Post-Exposure Prophylaxis for Rabies

Rabies is a serious and deadly virus that is transmitted through the saliva of an infected animal, usually a bat, raccoon, skunk, fox, or small rodent. Worldwide, it is estimated that millions of people receive post-exposure prophylaxis (PEP) annually.

PEP is a medical treatment to prevent the onset of rabies. It involves a combination of passive immunization (rabies immunoglobulin) with active immunization (rabies vaccinations). It is recommended for people who have had contact with a rabid animal or been exposed to the virus.

Who Should Receive PEP?

The decision to use PEP must be made on an individual basis.

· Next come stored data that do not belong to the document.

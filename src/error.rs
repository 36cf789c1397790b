use thiserror::Error;

/// The error type for fallible [`CompactBuf`] operations.
///
/// Every error leaves the buffer byte-identical to its state before the
/// failing call. There is no partially-applied mutation.
///
/// [`CompactBuf`]: crate::CompactBuf
#[derive(Debug, Clone, Copy, PartialEq, Eq, Error)]
pub enum Error {
    /// A position argument exceeded the current length of the buffer.
    #[error("{op}: position {pos} out of range for buffer of length {len}")]
    OutOfRange {
        /// The operation that was passed the bad position.
        op: &'static str,
        /// The offending position.
        pos: usize,
        /// The buffer's length at the time of the call.
        len: usize,
    },

    /// The resulting length would exceed the structural maximum size.
    #[error("{op}: required size {required} exceeds maximum size {max_size}")]
    LengthExceeded {
        /// The operation whose result would have been too large.
        op: &'static str,
        /// The length the operation would have produced.
        required: usize,
        /// The buffer's maximum size, derived from the allocator.
        max_size: usize,
    },

    /// The allocator failed to provide a block during a mandatory
    /// reallocation.
    #[error("allocation of {size} bytes failed")]
    AllocFailed {
        /// The size of the block that was requested, in bytes.
        size: usize,
    },
}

Generally, it is recommended for anyone who has had contact with a rabid animal, including:

  • Being bitten or scratched by a suspected rabid animal
  • Being exposed to saliva, brain, or nervous tissue from an animal known to be rabid
  • Having contact with a bat or other wild carnivore that is unable to be tested for rabies

Treatment Details

Immunization with post-exposure rabies vaccine and rabies immunoglobulin are prescribed as soon as possible after exposure. The vaccine is given in a series of shots. This schedule depends on the individual's age and immune status. Generally, it consists of four doses of injected vaccine, with the first shot given immediately.

Rabies immunoglobulin is given once at the same time as the first dose of vaccine. It is an antibody that helps protect against rabies by providing immediate protection until the rabies vaccine-induced immunity develops.

Preventive Measures

To reduce the risk of rabies exposure, it is important to take preventive measures. This includes avoiding contact with wild animals, vaccinating domestic animals, reporting rabid animals, and avoiding contact with unfamiliar animals (including cats and dogs). It is also important to be aware of the signs and symptoms of rabies in animals.